Mr Raab met the Bahraini Foreign Minister, Abdullatif Al Zayani, on Monday to discuss regional issues, including the effect of next month's expiry of the weapons embargo on Iran.

epa08648256 Bahrain's Foreign Minister Abdullatif bin Rashid Al Zayani during meeting with Egyptian Foreign Minister Sameh Shoukry at Tahrir palace, in Cairo, Egypt, 05 September 2020.  EPA/MOHAMED HOSSAM
Bahrain's Foreign Minister Abdullatif bin Rashid Al Zayani. EPA

Mr Al Zayani, a former secretary general of the GCC, issued a plea to governments including Britain on the UN Security Council to ensure problems in the region were not inflamed by an increase in the flow of arms to Tehran.

"We hope that governments will understand and appreciate we have a potential opportunity not to provide more arms for militias in the region," he told The National.

Britain joined a dozen other members of the UN Security Council to vote down a proposal by the US to extend the ban on Iran acquiring more missiles and other weapons.

Mr Raab made it clear that London would stick with its policy of supporting a moratorium that achieved consensus backing from all the members of the Security Council.

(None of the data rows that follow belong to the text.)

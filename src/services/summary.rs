use std::sync::{Arc, LazyLock};

use regex::Regex;

use crate::completion::CompletionBackend;
use crate::error::AppError;
use crate::prompts::{self, SummaryFormat};
use crate::types::{Operation, SummaryData};

static BULLET: LazyLock<Regex> =
    LazyLock::new(|| Regex::new(r"^[•\-\*\d]+[\.\)]\s*(.+)$").expect("valid bullet regex"));

const MAX_UNMARKED_POINTS: usize = 5;
const MIN_UNMARKED_CHARS: usize = 10;

pub struct SummaryService {
    backend: Arc<dyn CompletionBackend>,
}

impl SummaryService {
    pub fn new(backend: Arc<dyn CompletionBackend>) -> Self {
        Self { backend }
    }

    pub async fn summarize(&self, text: &str, format: Option<&str>) -> Result<SummaryData, AppError> {
        let prompt = prompts::summary_prompt(text, SummaryFormat::parse(format));
        let completion = self
            .backend
            .complete(&prompt, &super::options(Operation::Summarize, 0.5, 400))
            .await?;

        let summary = completion.content.trim().to_string();
        let key_points = extract_key_points(&summary);

        Ok(SummaryData {
            content: summary,
            key_points,
            metadata: completion.metadata,
        })
    }
}

/// Marked lines (`1.`, `2)`, `*.`) yield their text; unmarked lines longer
/// than 10 chars count while fewer than 5 points exist. Falls back to the
/// whole summary as a single point.
pub fn extract_key_points(text: &str) -> Vec<String> {
    let mut points = Vec::new();

    for line in text.lines().map(str::trim).filter(|l| !l.is_empty()) {
        if let Some(caps) = BULLET.captures(line) {
            points.push(caps[1].trim().to_string());
        } else if line.chars().count() > MIN_UNMARKED_CHARS && points.len() < MAX_UNMARKED_POINTS {
            points.push(line.to_string());
        }
    }

    if points.is_empty() {
        points.push(text.to_string());
    }
    points
}
mod common;

use std::sync::Arc;
use std::time::Duration;

use axum::http::StatusCode;
use axum_test::TestServer;
use clippy_reader::AppError;
use clippy_reader::face::build_router;
use clippy_reader::feed::{FeedService, FeedSource, article_id};
use clippy_reader::services::ArticleService;
use serde_json::Value;
use wiremock::matchers::{method, path};
use wiremock::{Mock, MockServer, ResponseTemplate};

use common::{FakeBackend, app_state, rss};

async fn mount_feed(server: &MockServer, route: &str, body: String, expected_calls: u64) {
    Mock::given(method("GET"))
        .and(path(route))
        .respond_with(ResponseTemplate::new(200).set_body_raw(body, "application/rss+xml"))
        .expect(expected_calls)
        .mount(server)
        .await;
}

fn feed_service(sources: Vec<FeedSource>, ttl: Duration, backend: Arc<FakeBackend>) -> FeedService {
    let analyzer = Arc::new(ArticleService::new(backend, reqwest::Client::new()));
    FeedService::new(reqwest::Client::new(), sources, ttl, analyzer)
}

fn sources(server: &MockServer) -> Vec<FeedSource> {
    vec![
        FeedSource::new("Tech Daily", format!("{}/tech.xml", server.uri()), "Technology"),
        FeedSource::new("Broken", format!("{}/broken.xml", server.uri()), "General News"),
        FeedSource::new("Science Weekly", format!("{}/science.xml", server.uri()), "Science & Tech"),
    ]
}

async fn standard_feeds(server: &MockServer, expected_calls: u64) {
    mount_feed(
        server,
        "/tech.xml",
        rss(&[
            ("Faster chips", "https://tech.example/chips", Some("Mon, 09 Jun 2025 10:00:00 GMT")),
            ("Undated gadget", "https://tech.example/gadget", None),
        ]),
        expected_calls,
    )
    .await;
    mount_feed(
        server,
        "/science.xml",
        rss(&[("Bees and crops", "https://science.example/bees", Some("Tue, 10 Jun 2025 08:00:00 GMT"))]),
        expected_calls,
    )
    .await;
    Mock::given(method("GET"))
        .and(path("/broken.xml"))
        .respond_with(ResponseTemplate::new(500))
        .mount(server)
        .await;
}

#[tokio::test]
async fn merges_sources_newest_first_and_tolerates_failures() {
    let server = MockServer::start().await;
    standard_feeds(&server, 1).await;
    let feed = feed_service(sources(&server), Duration::from_secs(900), FakeBackend::replying("unused"));

    let articles = feed.fetch_all().await;

    let titles: Vec<_> = articles.iter().map(|a| a.title.as_str()).collect();
    assert_eq!(titles, vec!["Bees and crops", "Faster chips", "Undated gadget"]);
    assert_eq!(articles[0].source, "Science Weekly");
    assert_eq!(articles[0].category, "Science & Tech");
    assert_eq!(articles[0].id, article_id("https://science.example/bees"));
}

#[tokio::test]
async fn second_call_is_served_from_cache() {
    let server = MockServer::start().await;
    standard_feeds(&server, 1).await;
    let feed = feed_service(sources(&server), Duration::from_secs(900), FakeBackend::replying("unused"));

    let first = feed.fetch_all().await;
    let second = feed.fetch_all().await;
    let technology = feed.by_category("Technology").await;

    assert_eq!(first.len(), second.len());
    assert_eq!(technology.len(), 2);
}

#[tokio::test]
async fn expired_cache_refetches() {
    let server = MockServer::start().await;
    standard_feeds(&server, 2).await;
    let feed = feed_service(sources(&server), Duration::ZERO, FakeBackend::replying("unused"));

    feed.fetch_all().await;
    feed.fetch_all().await;
}

#[tokio::test]
async fn concurrent_callers_share_one_refresh() {
    let server = MockServer::start().await;
    standard_feeds(&server, 1).await;
    let feed = feed_service(sources(&server), Duration::from_secs(900), FakeBackend::replying("unused"));

    let (a, b) = tokio::join!(feed.fetch_all(), feed.search("chips"));

    assert_eq!(a.len(), 3);
    assert_eq!(b.len(), 1);
}

#[tokio::test]
async fn search_matches_title_and_description_case_insensitively() {
    let server = MockServer::start().await;
    standard_feeds(&server, 1).await;
    let feed = feed_service(sources(&server), Duration::from_secs(900), FakeBackend::replying("unused"));

    assert_eq!(feed.search("BEES").await.len(), 1);
    // Descriptions read "About <title>".
    assert_eq!(feed.search("about").await.len(), 3);
    assert!(feed.search("volcano").await.is_empty());
}

#[tokio::test]
async fn article_by_id_attaches_analysis() {
    let server = MockServer::start().await;
    standard_feeds(&server, 1).await;
    let backend = FakeBackend::replying("TL;DR: Bees help.\nTopics: biology\nImportance: 64");
    let feed = feed_service(sources(&server), Duration::from_secs(900), backend.clone());

    let article = feed
        .article_with_analysis(&article_id("https://science.example/bees"))
        .await
        .unwrap();

    assert_eq!(article.article.title, "Bees and crops");
    let analysis = article.analysis.unwrap();
    assert_eq!(analysis.tldr, "Bees help.");
    assert_eq!(analysis.importance, 64);
    assert_eq!(backend.calls(), 1);
}

#[tokio::test]
async fn failed_analysis_still_returns_article() {
    let server = MockServer::start().await;
    standard_feeds(&server, 1).await;
    let feed = feed_service(
        sources(&server),
        Duration::from_secs(900),
        FakeBackend::failing(|| AppError::Timeout),
    );

    let article = feed
        .article_with_analysis(&article_id("https://tech.example/chips"))
        .await
        .unwrap();

    assert_eq!(article.article.title, "Faster chips");
    assert!(article.analysis.is_none());
}

#[tokio::test]
async fn unknown_article_is_not_found() {
    let server = MockServer::start().await;
    standard_feeds(&server, 1).await;
    let feed = feed_service(sources(&server), Duration::from_secs(900), FakeBackend::replying("unused"));

    let err = feed.article_with_analysis("missing").await.unwrap_err();

    assert!(matches!(err, AppError::NotFound(ref m) if m == "Article not found"), "{err:?}");
}

#[tokio::test]
async fn feed_routes_wrap_results() {
    let server = MockServer::start().await;
    standard_feeds(&server, 1).await;
    let app = build_router(app_state(FakeBackend::replying("TL;DR: x"), sources(&server), false));
    let api = TestServer::new(app).unwrap();

    let all = api.get("/api/feed").await.json::<Value>();
    assert_eq!(all["data"]["count"], 3);
    assert!(all["data"]["articles"][0]["pubDate"].is_string());

    let category = api.get("/api/feed/category/Technology").await.json::<Value>();
    assert_eq!(category["data"]["category"], "Technology");
    assert_eq!(category["data"]["count"], 2);

    let search = api.get("/api/feed/search?q=chips").await.json::<Value>();
    assert_eq!(search["data"]["query"], "chips");
    assert_eq!(search["data"]["count"], 1);

    let missing = api.get("/api/feed/article/nope").await;
    assert_eq!(missing.status_code(), StatusCode::NOT_FOUND);
    assert_eq!(missing.json::<Value>()["error"]["message"], "Article not found");
}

"If time had been allowed from the original tabling of the [proposed US] resolution between a vote, we had offered, with the E3, to work with all the permanent members of the Security Council to try to find a compromise," he said.

"Ultimately, I just have to say unless the resolution can pass, it has no impact in restraining Iran."

Mr Raab also said both sides had legal arguments to support their positions on how to respond to the nuclear deal breaches by Iran.

"Lawyers will always have different views on the precise permutations but I think the position on snapback in relation to the [nuclear deal] is tolerably clear," he said.

In this he received the backing of the former US co-ordinator for the deal under US president Barack Obama, Jarrett Blanc, who is now at the Carnegie Endowment for International Peace.

"This is also what last year’s memo from the state legal adviser said: there is a legally available argument, he responded on Twitter.

"The memo circulated to UNSC memos in August was more polemical."